** Problem details **
Your task is to copy each line of the records that includes the string "kinds".

Input data START

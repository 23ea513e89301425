use log::{trace, warn};

use crate::{
    config::ResolveConfig,
    container::resolve_container,
    error::ResolveError,
    types::{ClasspathEntry, EntryKind},
};

/// Candidate location strings for one descriptor entry, before mapping rules.
///
/// Source and output folders contribute nothing. A library contributes its
/// raw path. A container contributes the jars found under its mapped root.
/// Unknown kinds are reported and contribute nothing.
pub fn resolve_entry(
    entry: &ClasspathEntry,
    cfg: &ResolveConfig,
) -> Result<Vec<String>, ResolveError> {
    match &entry.kind {
        EntryKind::Source | EntryKind::Output => {
            trace!("Skipping {} entry: {}", entry.kind, entry.path);
            Ok(Vec::new())
        }
        EntryKind::Library => Ok(vec![entry.path.clone()]),
        EntryKind::Container => {
            let jars = resolve_container(&entry.path, cfg)?;
            Ok(jars
                .into_iter()
                .filter_map(|jar| match jar.into_os_string().into_string() {
                    Ok(location) => Some(location),
                    Err(raw) => {
                        warn!("Error processing [{}]: path is not valid UTF-8", raw.to_string_lossy());
                        None
                    }
                })
                .collect())
        }
        EntryKind::Unknown(raw) => {
            warn!("Unsupported kind of classpath entry '{}' ({})", raw, entry.path);
            Ok(Vec::new())
        }
    }
}
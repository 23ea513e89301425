use anyhow::Result;
use clap::{Parser, Subcommand};
use eclasspath_resolve::Config;
use log::{LevelFilter, debug, info};
use std::io::{BufWriter, Write};
use std::time::Instant;

#[derive(Parser)]
#[command(name = "eclasspath")]
#[command(about = "Turn Eclipse classpath descriptors into build tool classpaths", long_about = None)]
struct Cli {
    #[command(subcommand)]
    command: Commands,
}

#[derive(Debug, Subcommand)]
enum Commands {
    /// Resolve a .classpath descriptor into an ordered list of locations
    Resolve(Config),
}

fn init_logging(verbose: bool) {
    let mut builder =
        env_logger::Builder::from_env(env_logger::Env::default().default_filter_or("warn"));
    if verbose {
        builder.filter_level(LevelFilter::Debug);
    }
    builder.init();
}

fn main() -> Result<()> {
    let cli = Cli::parse();

    match cli.command {
        Commands::Resolve(cfg) => {
            init_logging(cfg.verbose);
            debug!("Parsed CLI arguments: {:?}", cfg);

            // stdio is blocked by LineWriter, use a BufWriter to reduce syscalls.
            // See https://github.com/rust-lang/rust/issues/60673
            let mut stdout = BufWriter::new(std::io::stdout());
            let start = Instant::now();

            let format = cfg.format;
            let verbose = cfg.verbose;
            info!("Starting execution for path id {}", cfg.path_id);

            let report = eclasspath_resolve::run_resolve(cfg)?;
            eclasspath_resolve::print_classpath(&mut stdout, &report, format)?;
            stdout.flush()?;

            if verbose {
                let mut stderr = std::io::stderr();
                eclasspath_resolve::print_summary(
                    &mut stderr,
                    &report,
                    start.elapsed().as_millis(),
                )?;
            }

            Ok(())
        }
    }
}
use ignore::{DirEntry, WalkBuilder};
use log::{debug, trace, warn};
use std::{
    io,
    path::{Path, PathBuf},
};

use crate::{constants::JAR_SUFFIX, error::ResolveError};

/// Collect the jar files under `root`.
///
/// Directories named in `vcs_dirs` are never entered. Symlinked directories
/// are followed, but a link pointing back at one of its ancestors is skipped
/// with a warning instead of being walked again, and so is a dangling link.
/// A missing root yields no jars; any other I/O failure during the walk is
/// returned.
pub fn discover_jars(
    root: &Path,
    recursive: bool,
    vcs_dirs: &[String],
) -> Result<Vec<PathBuf>, ResolveError> {
    debug!("Extracting jar files from folder {}", root.display());
    if !root.is_dir() {
        debug!("Jar root {} is not a directory", root.display());
        return Ok(Vec::new());
    }

    let excluded = vcs_dirs.to_vec();
    let walker = WalkBuilder::new(root)
        .standard_filters(false)
        .follow_links(true)
        .max_depth(if recursive { None } else { Some(1) })
        .sort_by_file_name(|a, b| a.cmp(b))
        .filter_entry(move |dent| !is_excluded_dir(dent, &excluded))
        .build();

    let mut jars = Vec::new();
    for res in walker {
        let dent = match res {
            Ok(dent) => dent,
            Err(err) if is_loop(&err) => {
                warn!("Skipping directory cycle under {}: {}", root.display(), err);
                continue;
            }
            Err(err) if is_dangling(&err) => {
                warn!("Skipping broken link under {}: {}", root.display(), err);
                continue;
            }
            Err(source) => {
                return Err(ResolveError::Scan { path: root.to_path_buf(), source });
            }
        };

        let is_file = dent.file_type().is_some_and(|t| t.is_file());
        if is_file && dent.file_name().to_string_lossy().ends_with(JAR_SUFFIX) {
            trace!("Found jar: {}", dent.path().display());
            jars.push(dent.path().to_path_buf());
        }
    }

    debug!("Discovered {} jar files under {}", jars.len(), root.display());
    Ok(jars)
}

fn is_excluded_dir(dent: &DirEntry, vcs_dirs: &[String]) -> bool {
    if dent.depth() == 0 || !dent.file_type().is_some_and(|t| t.is_dir()) {
        return false;
    }
    let name = dent.file_name();
    let excluded = vcs_dirs.iter().any(|d| name == d.as_str());
    if excluded {
        trace!("Skipping version-control directory: {}", dent.path().display());
    }
    excluded
}

fn is_loop(err: &ignore::Error) -> bool {
    match err {
        ignore::Error::Loop { .. } => true,
        ignore::Error::WithPath { err, .. }
        | ignore::Error::WithDepth { err, .. }
        | ignore::Error::WithLineNumber { err, .. } => is_loop(err),
        _ => false,
    }
}

fn is_dangling(err: &ignore::Error) -> bool {
    err.io_error().is_some_and(|e| e.kind() == io::ErrorKind::NotFound)
}
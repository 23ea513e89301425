//! Core engine for turning an Eclipse `.classpath` descriptor into an ordered
//! list of filesystem locations.
//!
//! This crate provides:
//! - Loading `classpathentry` records from the XML descriptor
//! - Resolving library, container and skipped entry kinds
//! - Recursive jar discovery under configured container roots
//! - Regex-based relative path mapping rules
//! - File-set expansion for supplementary locations
//! - Building the final ordered classpath

mod builder;
mod config;
mod constants;
mod container;
mod descriptor;
mod discovery;
mod error;
mod fileset;
mod mapping;
mod resolver;
mod types;

// Re-export public API
pub use builder::{ClasspathBuilder, build_classpath};
pub use config::ResolveConfig;
pub use constants::{DEFAULT_DESCRIPTOR, ENTRY_ELEMENT, JAR_SUFFIX, VCS_METADATA_DIRS};
pub use container::{ContainerMapping, find_container, resolve_container};
pub use descriptor::{load_descriptor, parse_descriptor};
pub use discovery::discover_jars;
pub use error::{DescriptorError, ResolveError};
pub use fileset::{FileSet, expand_fileset, expand_filesets};
pub use mapping::{PathMappingRule, apply_rules};
pub use resolver::resolve_entry;
pub use types::{ClasspathEntry, EntryKind, OrderedClasspath};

Input data END

** Task answer **
/// Unknown kinds are reported and contribute nothing.
//! - Resolving library, container and skipped entry kinds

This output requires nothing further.